Work to be completed: Line by line, please look for the word "suffix" in the following records, then copy each line you find it in.

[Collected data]
Start of Block
//! Horizon: provisioning definition compiler.
//!
//! Turns a nested XML definition of contents, schemas, fields, columns,
//! features and datasets into an ordered job of API calls and local queries,
//! and keeps every human-readable text in a path-keyed multilingual table.

pub mod builders;
pub mod cli;
pub mod core;
//! HZ-012: Tree compiler. Walks the element tree and accumulates tasks.
//!
//! Sequencing: every element of one sibling batch shares a sequence number,
//! and a nested batch gets its parent's number plus one. The top-level batch
//! is 0. Elements whose tag is not a known kind are skipped with their whole
//! subtree. The first builder error aborts the walk.

use super::codegen;
use super::config::Settings;
use super::error::Result;
use super::parser::Node;
use super::path::ElementPath;
use super::translation::TranslationStore;
use super::types::{ElementKind, Job, Task};

/// Mutable state of one compilation pass, owned by the driver.
#[derive(Debug)]
pub struct Compilation {
    pub job: Job,
    pub translations: TranslationStore,
    pub settings: Settings,
}

impl Compilation {
    pub fn new(job: Job, translations: TranslationStore, settings: Settings) -> Self {
        let mut translations = translations.with_empty_slots(settings.translation.empty_slots);
        translations.ensure_language(&job.language_code);
        Self {
            job,
            translations,
            settings,
        }
    }

    /// Resolve a translatable text in the job's default language.
    pub fn translate(&mut self, path: &ElementPath, code: &str, text: &str) -> serde_json::Value {
        self.translations
            .resolve(path.as_str(), code, &self.job.language_code, text)
    }

    /// Full address for an API endpoint suffix.
    pub fn endpoint(&self, suffix: &str) -> String {
        self.settings.endpoint(suffix)
    }
}

/// Compile a sibling batch. `parent_sequence` is `None` for the top level.
pub fn compile(
    c: &mut Compilation,
    elements: &[Node],
    parent_sequence: Option<u32>,
    path: &ElementPath,
) -> Result<()> {
    let sequence = parent_sequence.map_or(0, |s| s + 1);

    for element in elements {
        let Some(kind) = ElementKind::from_tag(element.tag()) else {
            tracing::debug!(tag = element.tag(), parent = %path, "skipping unrecognized element");
            continue;
        };

        let planned = codegen::plan_element(c, kind, element, path)?;
        tracing::debug!(
            sequence,
            %kind,
            action = %planned.action,
            path = %planned.path,
            "planned task"
        );
        c.job.tasks.push(Task {
            sequence,
            exec_action: planned.action,
            exec_address: planned.address,
            exec_payload: planned.payload,
        });

        compile(c, element.elements(), Some(sequence), &planned.path)?;
    }
    Ok(())
}

#[cfg(test)]
mod tests {
    use super::*;
    use crate::core::error::Error;
    use crate::core::types::ExecAction;

    fn compilation() -> Compilation {
        Compilation::new(
            Job::new("1.0", "en-us", "crm"),
            TranslationStore::new(),
            Settings::default(),
        )
    }

    fn root() -> ElementPath {
        ElementPath::root("/job/tasks")
    }

    fn schema(code: &str) -> Node {
        Node::new("createSchema").with_attr("code", code)
    }

    fn text_field(schema: &str, code: &str) -> Node {
        Node::new("createField")
            .with_attr("schemaCode", schema)
            .with_attr("code", code)
            .with_attr("type", "text")
    }

    #[test]
    fn test_hz012_schema_with_field() {
        let mut c = compilation();
        let tree = vec![schema("orders").with_child(text_field("orders", "status"))];
        compile(&mut c, &tree, None, &root()).unwrap();

        assert_eq!(c.job.tasks.len(), 2);
        let t0 = &c.job.tasks[0];
        assert_eq!(t0.sequence, 0);
        assert_eq!(t0.exec_action, ExecAction::ApiPost);
        assert!(t0.exec_address.ends_with("/schemas"));
        assert_eq!(t0.exec_payload.as_document().unwrap()["code"], "orders");

        let t1 = &c.job.tasks[1];
        assert_eq!(t1.sequence, 1);
        assert!(t1.exec_address.ends_with("/schemas/orders/fields"));
        let doc = t1.exec_payload.as_document().unwrap();
        assert_eq!(doc["field_type"], "text");
        assert_eq!(doc["definitions"], serde_json::json!({"display": "single_line"}));
    }

    #[test]
    fn test_hz012_siblings_share_sequence() {
        let mut c = compilation();
        let tree = vec![
            schema("a")
                .with_child(text_field("a", "x"))
                .with_child(text_field("a", "y"))
                .with_child(text_field("a", "z")),
            schema("b").with_child(text_field("b", "w")),
            schema("c"),
        ];
        compile(&mut c, &tree, None, &root()).unwrap();

        let seqs: Vec<(u32, String)> = c
            .job
            .tasks
            .iter()
            .map(|t| (t.sequence, t.exec_payload.as_document().unwrap()["code"].to_string()))
            .collect();
        assert_eq!(
            seqs,
            vec![
                (0, "\"a\"".to_string()),
                (1, "\"x\"".to_string()),
                (1, "\"y\"".to_string()),
                (1, "\"z\"".to_string()),
                (0, "\"b\"".to_string()),
                (1, "\"w\"".to_string()),
                (0, "\"c\"".to_string()),
            ]
        );
    }

    #[test]
    fn test_hz012_depth_increments_by_one() {
        let mut c = compilation();
        let tree = vec![Node::new("createContent")
            .with_attr("code", "crm")
            .with_child(schema("orders").with_child(text_field("orders", "status")))];
        compile(&mut c, &tree, None, &root()).unwrap();
        let seqs: Vec<u32> = c.job.tasks.iter().map(|t| t.sequence).collect();
        assert_eq!(seqs, vec![0, 1, 2]);
    }

    #[test]
    fn test_hz012_unknown_tag_skipped() {
        let mut c = compilation();
        let tree = vec![
            Node::new("createSchemaa")
                .with_attr("code", "typo")
                .with_child(schema("hidden")),
            schema("orders"),
            Node::new("note").with_text("ignored"),
        ];
        compile(&mut c, &tree, None, &root()).unwrap();
        assert_eq!(c.job.tasks.len(), 1);
        assert_eq!(c.job.tasks[0].exec_payload.as_document().unwrap()["code"], "orders");
    }

    #[test]
    fn test_hz012_fail_fast() {
        let mut c = compilation();
        let tree = vec![
            schema("ok"),
            Node::new("createField").with_attr("code", "no_schema"),
            schema("never"),
        ];
        let err = compile(&mut c, &tree, None, &root()).unwrap_err();
        assert!(matches!(err, Error::MalformedInput(_)));
        assert_eq!(c.job.tasks.len(), 1);
    }

    #[test]
    fn test_hz012_paths_feed_translations() {
        let mut c = compilation();
        let tree = vec![schema("orders")
            .with_attr("name", "Orders")
            .with_child(text_field("orders", "status").with_attr("name", "Status"))];
        compile(&mut c, &tree, None, &root()).unwrap();
        assert!(c
            .translations
            .get("/job/tasks/createSchema[@code='orders']", "name")
            .is_some());
        assert!(c
            .translations
            .get(
                "/job/tasks/createSchema[@code='orders']/createField[@schemaCode='orders'][@code='status']",
                "name"
            )
            .is_some());
    }

    #[test]
    fn test_hz012_deterministic() {
        let tree = vec![schema("orders")
            .with_attr("name", "Orders")
            .with_child(text_field("orders", "status"))];
        let mut a = compilation();
        let mut b = compilation();
        compile(&mut a, &tree, None, &root()).unwrap();
        compile(&mut b, &tree, None, &root()).unwrap();
        assert_eq!(a.job, b.job);
        assert_eq!(a.translations.render(false).unwrap(), b.translations.render(false).unwrap());
    }

    #[test]
    fn test_hz012_attribute_order_does_not_change_paths() {
        use crate::core::parser::parse_document;

        let compiled = |field: &str| {
            let xml = format!(r#"<createSchema code="orders" name="Orders">{}</createSchema>"#, field);
            let tree = vec![parse_document(&xml).unwrap()];
            let mut c = compilation();
            compile(&mut c, &tree, None, &root()).unwrap();
            c
        };
        let a = compiled(r#"<createField type="text" code="status" schemaCode="orders" name="S"/>"#);
        let b = compiled(r#"<createField schemaCode="orders" name="S" code="status" type="text"/>"#);

        assert_eq!(a.translations.render(false).unwrap(), b.translations.render(false).unwrap());
        assert_eq!(a.job, b.job);
        assert!(a
            .translations
            .get(
                "/job/tasks/createSchema[@code='orders']/createField[@schemaCode='orders'][@code='status']",
                "name"
            )
            .is_some());
    }

    #[test]
    fn test_hz012_api_payloads_are_valid_json() {
        let mut c = compilation();
        let tree = vec![schema("quo\"tes").with_attr("name", "Say \"hi\"\n\\ there")];
        compile(&mut c, &tree, None, &root()).unwrap();
        for task in &c.job.tasks {
            if task.exec_action.is_api() {
                let text = serde_json::to_string(&task.exec_payload).unwrap();
                let back: serde_json::Value = serde_json::from_str(&text).unwrap();
                assert_eq!(&back, task.exec_payload.as_document().unwrap());
            }
        }
        let doc = c.job.tasks[0].exec_payload.as_document().unwrap();
        assert_eq!(doc["name"]["en-us"], "Say \"hi\"\n\\ there");
    }
}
End of Block
Written response:
    /// Full address for an API endpoint suffix.
    pub fn endpoint(&self, suffix: &str) -> String {
        self.settings.endpoint(suffix)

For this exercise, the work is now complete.